Thursday, 25 July 2013

Claude Chabrol: The Art of Suspense

Les Bonnes Femmes (Directed by Claude Chabrol)
Born in Paris in 1930, into a comfortable middle-class family, Chabrol was evacuated during the war to the isolated rural village of Sardent in central France. Already a film enthusiast, he set up a makeshift cinema in a barn where he projected German genre films, which he advertised as American ‘super-productions’.

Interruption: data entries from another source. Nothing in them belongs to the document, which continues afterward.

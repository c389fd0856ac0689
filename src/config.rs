use crate::error::{Result, SyncError};
use crate::submission::RetryPolicy;
use serde::{Deserialize, Serialize};
use std::path::PathBuf;
use std::time::Duration;

/// APIのURLを上書きする環境変数
pub const API_URL_ENV: &str = "MANIFEST_SYNC_API_URL";

#[derive(Debug, Clone, Serialize, Deserialize)]
#[serde(default)]
pub struct Config {
    pub api_base_url: Option<String>,
    pub fetch_path: String,
    pub submit_path: String,
    pub request_timeout_ms: u64,
    pub submit_timeout_ms: u64,
    pub poll_interval_ms: u64,
    pub save_debounce_ms: u64,
    pub max_submit_attempts: u32,
    pub backoff_base_ms: u64,
    pub sent_retention_secs: u64,
    pub clear_ledger_on_sync: bool,
    pub data_dir: Option<PathBuf>,
}

impl Default for Config {
    fn default() -> Self {
        Self {
            api_base_url: None,
            fetch_path: "/api/guias/buscar-carga".into(),
            submit_path: "/api/guias/guardar-carga".into(),
            request_timeout_ms: 60_000,
            submit_timeout_ms: 8_000,
            poll_interval_ms: 2_000,
            save_debounce_ms: 500,
            max_submit_attempts: 3,
            backoff_base_ms: 500,
            sent_retention_secs: 20 * 60, // 送信済み記録は20分で破棄
            clear_ledger_on_sync: true,
            data_dir: None,
        }
    }
}

/// エンジンに渡す型付き設定（エンジン自身はファイルや環境変数を読まない）
#[derive(Debug, Clone)]
pub struct EngineSettings {
    pub poll_interval: Duration,
    pub save_debounce: Duration,
    pub sent_retention: Duration,
    pub retry: RetryPolicy,
    pub clear_ledger_on_sync: bool,
}

impl Default for EngineSettings {
    fn default() -> Self {
        Config::default().engine_settings()
    }
}

impl Config {
    pub fn load() -> Result<Self> {
        let config_path = Self::config_path()?;

        if config_path.exists() {
            let content = std::fs::read_to_string(&config_path)?;
            Ok(serde_json::from_str(&content)?)
        } else {
            Ok(Self::default())
        }
    }

    pub fn save(&self) -> Result<()> {
        let config_path = Self::config_path()?;

        if let Some(parent) = config_path.parent() {
            std::fs::create_dir_all(parent)?;
        }

        let content = serde_json::to_string_pretty(self)?;
        std::fs::write(&config_path, content)?;
        Ok(())
    }

    pub fn config_path() -> Result<PathBuf> {
        let home = dirs::home_dir()
            .ok_or_else(|| SyncError::Config("ホームディレクトリが見つかりません".into()))?;
        Ok(home.join(".config").join("manifest-sync").join("config.json"))
    }

    /// スキャン台帳・送信記録の保存先
    pub fn data_dir(&self) -> Result<PathBuf> {
        if let Some(dir) = &self.data_dir {
            return Ok(dir.clone());
        }
        let base = dirs::data_dir()
            .or_else(|| dirs::home_dir().map(|h| h.join(".local").join("share")))
            .ok_or_else(|| SyncError::Config("データディレクトリが見つかりません".into()))?;
        Ok(base.join("manifest-sync"))
    }

    pub fn api_base_url(&self) -> Result<String> {
        // 環境変数を優先
        if let Ok(url) = std::env::var(API_URL_ENV) {
            if !url.trim().is_empty() {
                return Ok(url);
            }
        }

        self.api_base_url
            .clone()
            .filter(|url| !url.trim().is_empty())
            .ok_or(SyncError::MissingApiUrl)
    }

    pub fn set_api_url(&mut self, url: String) -> Result<()> {
        self.api_base_url = Some(url);
        self.save()
    }

    pub fn engine_settings(&self) -> EngineSettings {
        EngineSettings {
            poll_interval: Duration::from_millis(self.poll_interval_ms),
            save_debounce: Duration::from_millis(self.save_debounce_ms),
            sent_retention: Duration::from_secs(self.sent_retention_secs),
            retry: RetryPolicy {
                max_attempts: self.max_submit_attempts.max(1),
                base_delay: Duration::from_millis(self.backoff_base_ms),
                ..RetryPolicy::default()
            },
            clear_ledger_on_sync: self.clear_ledger_on_sync,
        }
    }
}

#[cfg(test)]
mod tests {
    use super::*;

    #[test]
    fn test_default_config() {
        let config = Config::default();
        assert_eq!(config.fetch_path, "/api/guias/buscar-carga");
        assert_eq!(config.submit_timeout_ms, 8_000);
        assert_eq!(config.sent_retention_secs, 1_200);
        assert!(config.api_base_url.is_none());
    }

    #[test]
    fn test_partial_config_file_uses_defaults() {
        let config: Config =
            serde_json::from_str(r#"{"api_base_url":"http://srv","poll_interval_ms":5000}"#).unwrap();
        assert_eq!(config.api_base_url.as_deref(), Some("http://srv"));
        assert_eq!(config.poll_interval_ms, 5_000);
        assert_eq!(config.save_debounce_ms, 500);
    }

    #[test]
    fn test_engine_settings() {
        let config = Config {
            max_submit_attempts: 0,
            ..Config::default()
        };
        let settings = config.engine_settings();
        assert_eq!(settings.poll_interval, Duration::from_secs(2));
        assert_eq!(settings.save_debounce, Duration::from_millis(500));
        assert_eq!(settings.retry.max_attempts, 1);
        assert!(settings.clear_ledger_on_sync);
    }

    // 環境変数を書き換えるため1つのテストにまとめる
    #[test]
    fn test_api_url_resolution() {
        std::env::remove_var(API_URL_ENV);
        let mut config = Config::default();
        assert!(matches!(config.api_base_url(), Err(SyncError::MissingApiUrl)));

        config.api_base_url = Some("http://file".into());
        assert_eq!(config.api_base_url().unwrap(), "http://file");

        std::env::set_var(API_URL_ENV, "http://env");
        assert_eq!(config.api_base_url().unwrap(), "http://env");

        std::env::set_var(API_URL_ENV, "  ");
        assert_eq!(config.api_base_url().unwrap(), "http://file");
        std::env::remove_var(API_URL_ENV);
    }
}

After the Liberation, he returned to Paris, where he studied first pharmacology, then Law, while, at the same time, immersing himself in the thriving cine-club scene. At the Cinematheque Francais, he met Francois Truffaut, Jean-Luc Godard, Jacques Rivette and Eric Rohmer, and was soon invited to write articles for Cahiers du Cinema. A devoted fan of Fritz Lang and Alfred Hitchcock, he collaborated on a book about Hitchcock with Rohmer which became the first serious study of ‘the master of suspense’.

Backed with money inherited by his wife, Chabrol wrote, produced and directed Le Beau Serge in 1958, a film often cited as the first New Wave feature. Shot over nine weeks in Sardent, using natural light and real locations, the film portrays a detailed picture of working class life in a bleak provincial village. Reflecting the influence of both Rossellini and Hitchcock, the film plays on the theme of ‘the double’, with it’s two young protagonists, Francois (Jean-Claude Brialy) and Serge (Gerard Blain), mirror opposites locked in a power struggle. Le Beau Serge was well-received, winning an award at the Locarno film festival, and a lump sum of money from the Film Aid board, which enabled Chabrol to start production on his next film before the first had been released to the public.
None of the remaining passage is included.